TPG's New Sustainability Website Highlights Increased Transparency in Private Equity

Four years ago, as EDF was building up our Green Returns project, I landed a meeting with a leading private equity firm to discuss sustainability and possibly participating in our new initiatives. On the train into Manhattan, I looked up the firm's website on my smart phone to find the exact address for our meeting. But as was often the case in those days, there was no phone number and no address on the site — little more than the firm's name and logo. The message was, if you don't know how to contact us, we don't need to hear from you.

Contrast that experience with the changing state of transparency in private equity. Today, firms routinely list their portfolio companies, disclose total assets under management, post staff bios on their websites, and are beginning to report on their environmental, social and governance (ESG) activities.

The sustainability section of TPG's website is the latest example of growing ESG transparency in private equity.  The multi-page sustainability section lays out the firm's approach and goals, and highlights case studies, including:

  • Caesars Entertainment's energy efficient facilities and waste management initiative, which resulted in more than $17 million in annual run-rate savings across 110 projects, or a 163 million kilowatt-hour annual reduction in energy usage.
  • Avaya's redesign of ten product families in order to reduce the material and logistics footprint. Results included reduction in use of 6.3M ft2 fiber board, keeping 15.5 tons/188,000 ft3 of foam out of landfills and removing 3900 wooden pallets from the system; 19 percent drop in ocean or truck containers required and reduced fuel consumption by 17,800 gallons; and reduction in emissions over 210 tons of CO2.

I recently checked out the site and watched the sustainability video – “Results for the Present, Preparation for the Future” — that includes interviews with portfolio company chief executives about the importance of sustainability to creating value and saving money in their businesses.

"We started with sustainability as a built on," said David Scheible, president and CEO of Graphic Packaging. "It didn't really work. We did not make much progress. We realized that sustainability had to be something that we did across our business."

Harrah's CEO Gary Loveman spoke about the importance of scorecards and mechanisms for transparently comparing sustainability results across different business lines, and how the company found it relatively easy to stimulate extraordinary innovations in waste management and energy efficiency.

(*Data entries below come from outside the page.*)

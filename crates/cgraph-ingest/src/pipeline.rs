//! The ingestion pipeline.

use chrono::{DateTime, Utc};
use cgraph_core::{
    ConceptGraphStore, DocumentHandle, Error, ExactNameResolver, ExtractionPolicy,
    ExtractionStrategy, GraphExtractionService, IdentityResolver, IndexMetadata, Strictness,
    TextExtractor, VectorIndex,
};
use futures::future::join_all;
use serde::Serialize;
use std::sync::Arc;
use tokio::sync::{RwLock, Semaphore, broadcast};
use tracing::{debug, error, info, warn};

use crate::error::IngestError;
use crate::validate::{InvalidEdge, validate_graph};

/// Default collection label for indexed text.
pub const DEFAULT_COLLECTION: &str = "Chunk";

/// Ingestion events.
#[derive(Debug, Clone)]
pub enum IngestUpdate {
    DocumentStarted {
        document: String,
    },
    DocumentIngested {
        document: String,
        entity_count: usize,
        relation_count: usize,
    },
    EdgesSkipped {
        document: String,
        count: usize,
    },
    IndexWriteFailed {
        document: String,
        error: String,
    },
    DocumentFailed {
        document: String,
        error: String,
    },
}

/// Configuration fixed for the lifetime of a pipeline.
#[derive(Debug, Clone)]
pub struct PipelineConfig {
    /// Instructions handed to the graph extractor
    pub policy: ExtractionPolicy,
    /// Handling of relations that reference unknown entities
    pub strictness: Strictness,
    /// Collection label for indexed text
    pub collection: String,
    /// Routing of documents to text extractors. Read by whoever builds the
    /// `TextExtractor`; the pipeline only reports it.
    pub strategy: ExtractionStrategy,
}

impl Default for PipelineConfig {
    fn default() -> Self {
        Self {
            policy: ExtractionPolicy::default(),
            strictness: Strictness::default(),
            collection: DEFAULT_COLLECTION.to_string(),
            strategy: ExtractionStrategy::default(),
        }
    }
}

/// What a successful ingestion wrote.
#[derive(Debug, Clone, Serialize)]
pub struct IngestionSummary {
    /// Document label
    pub document: String,
    /// Distinct concepts merged
    pub entity_count: usize,
    /// Distinct relations merged
    pub relation_count: usize,
    /// Relations left out in lenient mode
    pub skipped_edges: Vec<InvalidEdge>,
    /// Entities dropped for having no identity
    pub dropped_concepts: usize,
    /// Vector index failure, if any. Does not affect success.
    pub index_error: Option<String>,
    /// blake3 hash of the extracted text
    pub content_hash: String,
}

/// Outcome of one `ingest` call.
#[derive(Debug)]
pub enum IngestionResult {
    Succeeded(IngestionSummary),
    Failed(IngestError),
}

impl IngestionResult {
    #[must_use]
    pub fn is_success(&self) -> bool {
        matches!(self, Self::Succeeded(_))
    }

    #[must_use]
    pub fn summary(&self) -> Option<&IngestionSummary> {
        match self {
            Self::Succeeded(summary) => Some(summary),
            Self::Failed(_) => None,
        }
    }

    #[must_use]
    pub fn error(&self) -> Option<&IngestError> {
        match self {
            Self::Succeeded(_) => None,
            Self::Failed(err) => Some(err),
        }
    }

    /// `(entity_count, relation_count)` of a success.
    #[must_use]
    pub fn counts(&self) -> Option<(usize, usize)> {
        self.summary()
            .map(|s| (s.entity_count, s.relation_count))
    }
}

impl From<Result<IngestionSummary, IngestError>> for IngestionResult {
    fn from(result: Result<IngestionSummary, IngestError>) -> Self {
        match result {
            Ok(summary) => Self::Succeeded(summary),
            Err(err) => Self::Failed(err),
        }
    }
}

/// Running totals across all `ingest` calls of one pipeline.
#[derive(Debug, Clone, Default, Serialize)]
pub struct IngestStats {
    pub documents_ingested: u64,
    pub documents_failed: u64,
    pub concepts_written: u64,
    pub relations_written: u64,
    pub index_failures: u64,
    pub last_update: Option<DateTime<Utc>>,
}

/// Document → text → graph → validation → index + merge.
pub struct IngestionPipeline {
    /// Text extractor
    extractor: Arc<dyn TextExtractor>,
    /// Graph extractor
    graph_extractor: Arc<dyn GraphExtractionService>,
    /// Concept graph store
    store: Arc<dyn ConceptGraphStore>,
    /// Vector index
    index: Arc<dyn VectorIndex>,
    /// Name → concept key
    resolver: Arc<dyn IdentityResolver>,
    /// Configuration
    config: Arc<PipelineConfig>,
    /// Current stats
    stats: Arc<RwLock<IngestStats>>,
    /// Update broadcast
    update_tx: broadcast::Sender<IngestUpdate>,
}

impl IngestionPipeline {
    /// Create a pipeline with exact-name identity.
    pub fn new(
        extractor: Arc<dyn TextExtractor>,
        graph_extractor: Arc<dyn GraphExtractionService>,
        store: Arc<dyn ConceptGraphStore>,
        index: Arc<dyn VectorIndex>,
        config: PipelineConfig,
    ) -> Self {
        let (update_tx, _) = broadcast::channel(256);

        Self {
            extractor,
            graph_extractor,
            store,
            index,
            resolver: Arc::new(ExactNameResolver),
            config: Arc::new(config),
            stats: Arc::new(RwLock::new(IngestStats::default())),
            update_tx,
        }
    }

    /// Replace the identity resolver.
    #[must_use]
    pub fn with_resolver(mut self, resolver: Arc<dyn IdentityResolver>) -> Self {
        self.resolver = resolver;
        self
    }

    /// Subscribe to ingestion updates.
    pub fn subscribe(&self) -> broadcast::Receiver<IngestUpdate> {
        self.update_tx.subscribe()
    }

    pub fn config(&self) -> &PipelineConfig {
        &self.config
    }

    /// Snapshot of the running totals.
    pub async fn stats(&self) -> IngestStats {
        self.stats.read().await.clone()
    }

    /// Prepare the store and index (constraints, collections).
    pub async fn init(&self) -> Result<(), Error> {
        self.store.init().await?;
        self.index.init().await?;
        Ok(())
    }

    /// Ingest one document.
    pub async fn ingest(&self, document: &DocumentHandle) -> IngestionResult {
        let label = document.label();
        let _ = self.update_tx.send(IngestUpdate::DocumentStarted {
            document: label.clone(),
        });

        match self.run(document, &label).await {
            Ok(summary) => {
                info!(
                    "Ingested {} ({} concepts, {} relations)",
                    label, summary.entity_count, summary.relation_count
                );
                {
                    let mut stats = self.stats.write().await;
                    stats.documents_ingested += 1;
                    stats.concepts_written += summary.entity_count as u64;
                    stats.relations_written += summary.relation_count as u64;
                    if summary.index_error.is_some() {
                        stats.index_failures += 1;
                    }
                    stats.last_update = Some(Utc::now());
                }
                let _ = self.update_tx.send(IngestUpdate::DocumentIngested {
                    document: label,
                    entity_count: summary.entity_count,
                    relation_count: summary.relation_count,
                });
                IngestionResult::Succeeded(summary)
            }
            Err(e) => {
                error!("Failed to ingest {}: {}", label, e);
                {
                    let mut stats = self.stats.write().await;
                    stats.documents_failed += 1;
                    stats.last_update = Some(Utc::now());
                }
                let _ = self.update_tx.send(IngestUpdate::DocumentFailed {
                    document: label,
                    error: e.to_string(),
                });
                IngestionResult::Failed(e)
            }
        }
    }

    /// Ingest several documents, at most `max_concurrent` at a time.
    ///
    /// Results are returned in input order.
    pub async fn ingest_all(
        &self,
        documents: &[DocumentHandle],
        max_concurrent: usize,
    ) -> Vec<IngestionResult> {
        let semaphore = Semaphore::new(max_concurrent.max(1));
        let semaphore = &semaphore;

        join_all(documents.iter().map(|document| async move {
            let _permit = semaphore.acquire().await;
            self.ingest(document).await
        }))
        .await
    }

    async fn run(
        &self,
        document: &DocumentHandle,
        label: &str,
    ) -> Result<IngestionSummary, IngestError> {
        let extracted = self.extractor.extract(document).await?;
        debug!(
            "Extracted {} chars from {} ({:?} pages, {} elements, {:?} strategy)",
            extracted.text.len(),
            label,
            extracted.metadata.page_count,
            extracted.metadata.element_count,
            self.config.strategy
        );

        let graph = self
            .graph_extractor
            .extract_graph(&extracted.text, &self.config.policy)
            .await?;
        debug!(
            "Graph for {}: {} entities, {} relationships",
            label,
            graph.entities.len(),
            graph.relationships.len()
        );

        let (validated, report) = validate_graph(&graph, self.resolver.as_ref());
        if !report.dropped_concepts.is_empty() {
            warn!(
                "Dropped {} unnamed entities from {}",
                report.dropped_concepts.len(),
                label
            );
        }
        if !report.invalid_edges.is_empty() {
            match self.config.strictness {
                Strictness::AbortOnInvalid => {
                    return Err(IngestError::InvalidEdges(report.invalid_edges));
                }
                Strictness::SkipInvalidEdges => {
                    warn!(
                        "Skipping {} invalid relations in {}",
                        report.invalid_edges.len(),
                        label
                    );
                    let _ = self.update_tx.send(IngestUpdate::EdgesSkipped {
                        document: label.to_string(),
                        count: report.invalid_edges.len(),
                    });
                }
            }
        }

        let content_hash = blake3::hash(extracted.text.as_bytes()).to_hex().to_string();
        let metadata = IndexMetadata {
            collection: self.config.collection.clone(),
            source: label.to_string(),
            content_hash: content_hash.clone(),
            ingested_at: Utc::now(),
        };
        let index_error = match self.index.index_text(&extracted.text, &metadata).await {
            Ok(()) => None,
            Err(e) => {
                warn!("Index write failed for {}: {}", label, e);
                let _ = self.update_tx.send(IngestUpdate::IndexWriteFailed {
                    document: label.to_string(),
                    error: e.to_string(),
                });
                Some(e.to_string())
            }
        };

        let merged = self
            .store
            .merge_graph(&validated.concepts, &validated.relations)
            .await?;

        Ok(IngestionSummary {
            document: label.to_string(),
            entity_count: merged.concepts_written,
            relation_count: merged.relations_written,
            skipped_edges: report.invalid_edges,
            dropped_concepts: report.dropped_concepts.len(),
            index_error,
            content_hash,
        })
    }
}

The video also features Carter Roberts, president and chief executive of the World Wildlife Fund, and Jonathan Lash, former president of the World Resources Institute, speaking about the competitive advantage enjoyed by corporations that make sustainability a priority.

"Long-term trends are going to require us to change," Lash said. "This is not about doing the right thing. This is about preparing for tomorrow's markets in order to succeed rather than be left behind."

As we've demonstrated through our projects and documented on this blog, the biggest asset managers in the world are now talking about sustainability, consider it a priority, and are increasingly transparent about their views and practices. The four largest private equity firms –Blackstone, Carlyle, KKR and TPG — are actively engaged on these issues.  Combined they have raised over $172 billion in the last 10 years (according to Preqin) and represent a substantial force when it comes to shifting the conversation.

This growing focus on sustainability and responsible investing reflects the dramatic change we've seen in stakeholder expectations, the economy and how institutional investors define value creation.